We will prove for one condition, as the other can be 'flipped'. Suppose $\angle BAC = 90^{\circ}$. Let $I$ be the incenter. It suffices to prove for one side (say, $B$ and $N$) by symmetry. Now let $N'=BI \cap EF$. It's well known that (I forgot the lemma name) $\angle BN'C = 90^{\circ}$. Hence ${B,A,N',C}$ is concyclic. This implies $N'=BI \cap (ABC)$ is indeed the arc midpoint.

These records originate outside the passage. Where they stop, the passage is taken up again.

// Copyright 2026 Dropbox (created by Andrew Yates <ayates@dropbox.com>)

//! `DashLimit`
//!
//! Adaptive, per-key rate limiting for services embedding this crate
//! in-process. Each key (tenant, route, client identity) gets a token bucket
//! whose refill rate is periodically re-tuned by a feedback control loop
//! from observed request outcomes and host CPU/memory load, within
//! configured floor/ceiling bounds and toward a target response time.
//!
//! The crate also ships a co-resident [`CircuitBreaker`] that call sites
//! may combine with admission, and a small [`Forecaster`] for request-rate
//! prediction and seasonality scoring.
//!
//! # Example
//!
//! ```rust,no_run
//! use dashlimit::{AdaptiveLimiter, LimiterConfig};
//! use std::time::{Duration, Instant};
//!
//! #[tokio::main]
//! async fn main() -> dashlimit::Result<()> {
//!     let limiter = AdaptiveLimiter::new(
//!         LimiterConfig::new()
//!             .with_initial_limit(100)
//!             .with_target_response_time(Duration::from_millis(200)),
//!     );
//!
//!     if limiter.allow("tenant-a").await {
//!         let start = Instant::now();
//!         // ... serve the request ...
//!         limiter.record_outcome("tenant-a", true, start.elapsed()).await;
//!     }
//!
//!     limiter.close().await?;
//!     Ok(())
//! }
//! ```

pub mod circuit_breaker;
pub mod config;
pub mod env_vars;
pub mod errors;
pub mod forecast;
pub mod limiter;
pub mod metrics_constants;
mod metrics_utils;
pub mod system_load;

pub use circuit_breaker::{CircuitBreaker, CircuitState};
pub use config::LimiterConfig;
pub use errors::{Error, Result};
pub use forecast::Forecaster;
pub use limiter::AdaptiveLimiter;
pub use system_load::SystemLoadMonitor;
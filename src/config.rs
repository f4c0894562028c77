// Copyright 2026 Dropbox (created by Andrew Yates <ayates@dropbox.com>)

//! Limiter configuration.
//!
//! [`LimiterConfig`] is a plain value struct with chainable setters.
//! Construction never fails: nonsensical values (zero limits, inverted
//! bounds, zero intervals, out-of-range thresholds) are silently repaired to
//! the defaults by [`LimiterConfig::normalized`], which the limiter applies
//! at construction time.

use std::time::Duration;

use serde::{Deserialize, Serialize};

use crate::env_vars;

const DEFAULT_INITIAL_LIMIT: u64 = 100;
const DEFAULT_MIN_LIMIT: u64 = 10;
const DEFAULT_MAX_LIMIT: u64 = 1000;
const DEFAULT_INTERVAL: Duration = Duration::from_secs(1);
const DEFAULT_ADJUST_INTERVAL: Duration = Duration::from_secs(30);
const DEFAULT_METRICS_INTERVAL: Duration = Duration::from_secs(5);
const DEFAULT_HIGH_LOAD_THRESHOLD: f64 = 0.75;
const DEFAULT_LOW_LOAD_THRESHOLD: f64 = 0.25;
const DEFAULT_HIGH_ERROR_THRESHOLD: f64 = 0.05;
const DEFAULT_LOW_ERROR_THRESHOLD: f64 = 0.01;
const DEFAULT_TARGET_RESPONSE_TIME: Duration = Duration::from_millis(200);

/// Configuration for [`crate::AdaptiveLimiter`].
///
/// Rates are expressed as a token budget per `interval`: a bucket starts at
/// `initial_limit` tokens and the control loop keeps its refill budget within
/// `[min_limit, max_limit]`.
#[derive(Debug, Clone, Serialize, Deserialize)]
pub struct LimiterConfig {
    /// Starting token capacity and budget per `interval`.
    pub initial_limit: u64,

    /// Absolute floor for the per-bucket refill budget.
    pub min_limit: u64,

    /// Absolute ceiling for the per-bucket refill budget.
    pub max_limit: u64,

    /// Period the rate is expressed against (tokens per `interval`).
    pub interval: Duration,

    /// Cadence of the adjustment control loop.
    pub adjust_interval: Duration,

    /// Cadence of host load sampling.
    pub metrics_interval: Duration,

    /// High CPU/memory load threshold (0.0-1.0).
    pub high_load_threshold: f64,

    /// Low CPU/memory load threshold (0.0-1.0).
    pub low_load_threshold: f64,

    /// High observed error-rate threshold (0.0-1.0).
    pub high_error_threshold: f64,

    /// Low observed error-rate threshold (0.0-1.0).
    pub low_error_threshold: f64,

    /// Desired average response time used as the control setpoint.
    pub target_response_time: Duration,
}

impl Default for LimiterConfig {
    fn default() -> Self {
        Self {
            initial_limit: DEFAULT_INITIAL_LIMIT,
            min_limit: DEFAULT_MIN_LIMIT,
            max_limit: DEFAULT_MAX_LIMIT,
            interval: DEFAULT_INTERVAL,
            adjust_interval: DEFAULT_ADJUST_INTERVAL,
            metrics_interval: DEFAULT_METRICS_INTERVAL,
            high_load_threshold: DEFAULT_HIGH_LOAD_THRESHOLD,
            low_load_threshold: DEFAULT_LOW_LOAD_THRESHOLD,
            high_error_threshold: DEFAULT_HIGH_ERROR_THRESHOLD,
            low_error_threshold: DEFAULT_LOW_ERROR_THRESHOLD,
            target_response_time: DEFAULT_TARGET_RESPONSE_TIME,
        }
    }
}

impl LimiterConfig {
    /// Create a configuration with the default values.
    #[must_use]
    pub fn new() -> Self {
        Self::default()
    }

    /// Build a configuration from `DASHLIMIT_*` environment variables,
    /// falling back to the defaults for anything unset or unparseable.
    #[must_use]
    pub fn from_env() -> Self {
        let defaults = Self::default();
        Self {
            initial_limit: env_vars::env_u64_or_default(
                env_vars::DASHLIMIT_INITIAL_LIMIT,
                defaults.initial_limit,
            ),
            min_limit: env_vars::env_u64_or_default(
                env_vars::DASHLIMIT_MIN_LIMIT,
                defaults.min_limit,
            ),
            max_limit: env_vars::env_u64_or_default(
                env_vars::DASHLIMIT_MAX_LIMIT,
                defaults.max_limit,
            ),
            interval: Duration::from_millis(env_vars::env_u64_or_default(
                env_vars::DASHLIMIT_INTERVAL_MS,
                defaults.interval.as_millis() as u64,
            )),
            adjust_interval: Duration::from_millis(env_vars::env_u64_or_default(
                env_vars::DASHLIMIT_ADJUST_INTERVAL_MS,
                defaults.adjust_interval.as_millis() as u64,
            )),
            metrics_interval: Duration::from_millis(env_vars::env_u64_or_default(
                env_vars::DASHLIMIT_METRICS_INTERVAL_MS,
                defaults.metrics_interval.as_millis() as u64,
            )),
            high_load_threshold: env_vars::env_f64_or_default(
                env_vars::DASHLIMIT_HIGH_LOAD_THRESHOLD,
                defaults.high_load_threshold,
            ),
            low_load_threshold: env_vars::env_f64_or_default(
                env_vars::DASHLIMIT_LOW_LOAD_THRESHOLD,
                defaults.low_load_threshold,
            ),
            high_error_threshold: env_vars::env_f64_or_default(
                env_vars::DASHLIMIT_HIGH_ERROR_THRESHOLD,
                defaults.high_error_threshold,
            ),
            low_error_threshold: env_vars::env_f64_or_default(
                env_vars::DASHLIMIT_LOW_ERROR_THRESHOLD,
                defaults.low_error_threshold,
            ),
            target_response_time: Duration::from_millis(env_vars::env_u64_or_default(
                env_vars::DASHLIMIT_TARGET_RESPONSE_TIME_MS,
                defaults.target_response_time.as_millis() as u64,
            )),
        }
    }

    /// Set the starting token budget per interval.
    #[must_use]
    pub fn with_initial_limit(mut self, limit: u64) -> Self {
        self.initial_limit = limit;
        self
    }

    /// Set the floor for the per-bucket refill budget.
    #[must_use]
    pub fn with_min_limit(mut self, limit: u64) -> Self {
        self.min_limit = limit;
        self
    }

    /// Set the ceiling for the per-bucket refill budget.
    #[must_use]
    pub fn with_max_limit(mut self, limit: u64) -> Self {
        self.max_limit = limit;
        self
    }

    /// Set the period the rate is expressed against.
    #[must_use]
    pub fn with_interval(mut self, interval: Duration) -> Self {
        self.interval = interval;
        self
    }

    /// Set the cadence of the adjustment control loop.
    #[must_use]
    pub fn with_adjust_interval(mut self, interval: Duration) -> Self {
        self.adjust_interval = interval;
        self
    }

    /// Set the cadence of host load sampling.
    #[must_use]
    pub fn with_metrics_interval(mut self, interval: Duration) -> Self {
        self.metrics_interval = interval;
        self
    }

    /// Set the low and high host load thresholds.
    #[must_use]
    pub fn with_load_thresholds(mut self, low: f64, high: f64) -> Self {
        self.low_load_threshold = low;
        self.high_load_threshold = high;
        self
    }

    /// Set the low and high error-rate thresholds.
    #[must_use]
    pub fn with_error_thresholds(mut self, low: f64, high: f64) -> Self {
        self.low_error_threshold = low;
        self.high_error_threshold = high;
        self
    }

    /// Set the target average response time.
    #[must_use]
    pub fn with_target_response_time(mut self, duration: Duration) -> Self {
        self.target_response_time = duration;
        self
    }

    /// Repair nonsensical values field by field, falling back to defaults.
    ///
    /// The limiter applies this at construction so the control loop can rely
    /// on positive limits, `min <= max`, non-zero intervals, and ordered
    /// thresholds inside [0, 1].
    #[must_use]
    pub fn normalized(mut self) -> Self {
        if self.initial_limit == 0 {
            self.initial_limit = DEFAULT_INITIAL_LIMIT;
        }
        if self.min_limit == 0 {
            self.min_limit = DEFAULT_MIN_LIMIT;
        }
        if self.max_limit == 0 {
            self.max_limit = DEFAULT_MAX_LIMIT;
        }
        // The adjuster clamps rates to [min, max]; inverted bounds would be
        // unsatisfiable. initial_limit is deliberately not clamped into the
        // bounds: the floor and ceiling bind the control loop, not the
        // starting budget.
        if self.min_limit > self.max_limit {
            self.min_limit = DEFAULT_MIN_LIMIT.min(self.max_limit);
        }

        if self.interval.is_zero() {
            self.interval = DEFAULT_INTERVAL;
        }
        if self.adjust_interval.is_zero() {
            self.adjust_interval = DEFAULT_ADJUST_INTERVAL;
        }
        if self.metrics_interval.is_zero() {
            self.metrics_interval = DEFAULT_METRICS_INTERVAL;
        }

        if !threshold_pair_valid(self.low_load_threshold, self.high_load_threshold) {
            self.low_load_threshold = DEFAULT_LOW_LOAD_THRESHOLD;
            self.high_load_threshold = DEFAULT_HIGH_LOAD_THRESHOLD;
        }
        if !threshold_pair_valid(self.low_error_threshold, self.high_error_threshold) {
            self.low_error_threshold = DEFAULT_LOW_ERROR_THRESHOLD;
            self.high_error_threshold = DEFAULT_HIGH_ERROR_THRESHOLD;
        }

        if self.target_response_time.is_zero() {
            self.target_response_time = DEFAULT_TARGET_RESPONSE_TIME;
        }

        self
    }
}

fn threshold_pair_valid(low: f64, high: f64) -> bool {
    low.is_finite()
        && high.is_finite()
        && (0.0..=1.0).contains(&low)
        && (0.0..=1.0).contains(&high)
        && low < high
}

Part I : If $\angle BAC =90^{\circ}$, then $M,F,E,N$ are collinear. It is well know that $B,I,N$ and $C,I,M$ are collinear. Observe that $B,M,F,I,D$ and $C,N,E,I,D$ are concyclic. Thus, $$\measuredangle BMF = \measuredangle BIF = \measuredangle DIB = \measuredangle DIN = \measuredangle DCN = \measuredangle BCN = \measuredangle BMN$$So $M,F,N$ are collinear, analogously $N,E,M$ are also collinear which yields the desired conclusion. Part II : If $M,F,E,N$ are collinear, then $\angle BAC= 90^{\circ}$. By some angle chasing with concyclicity of $B,M,A,N,C$, we get that $MN$ is the angle bisector of $\angle AMI$ and $\angle ANI$. Thus $A$ is the reflection of $I$ over $MN$. Since $M,F,E,N$ are collinear, then $\angle FAE = \angle FIE$. But $\angle AFI = \angle AEI = 90^{\circ}$. Hence $\angle BAC = \angle FAE =90^{\circ}$, as desired.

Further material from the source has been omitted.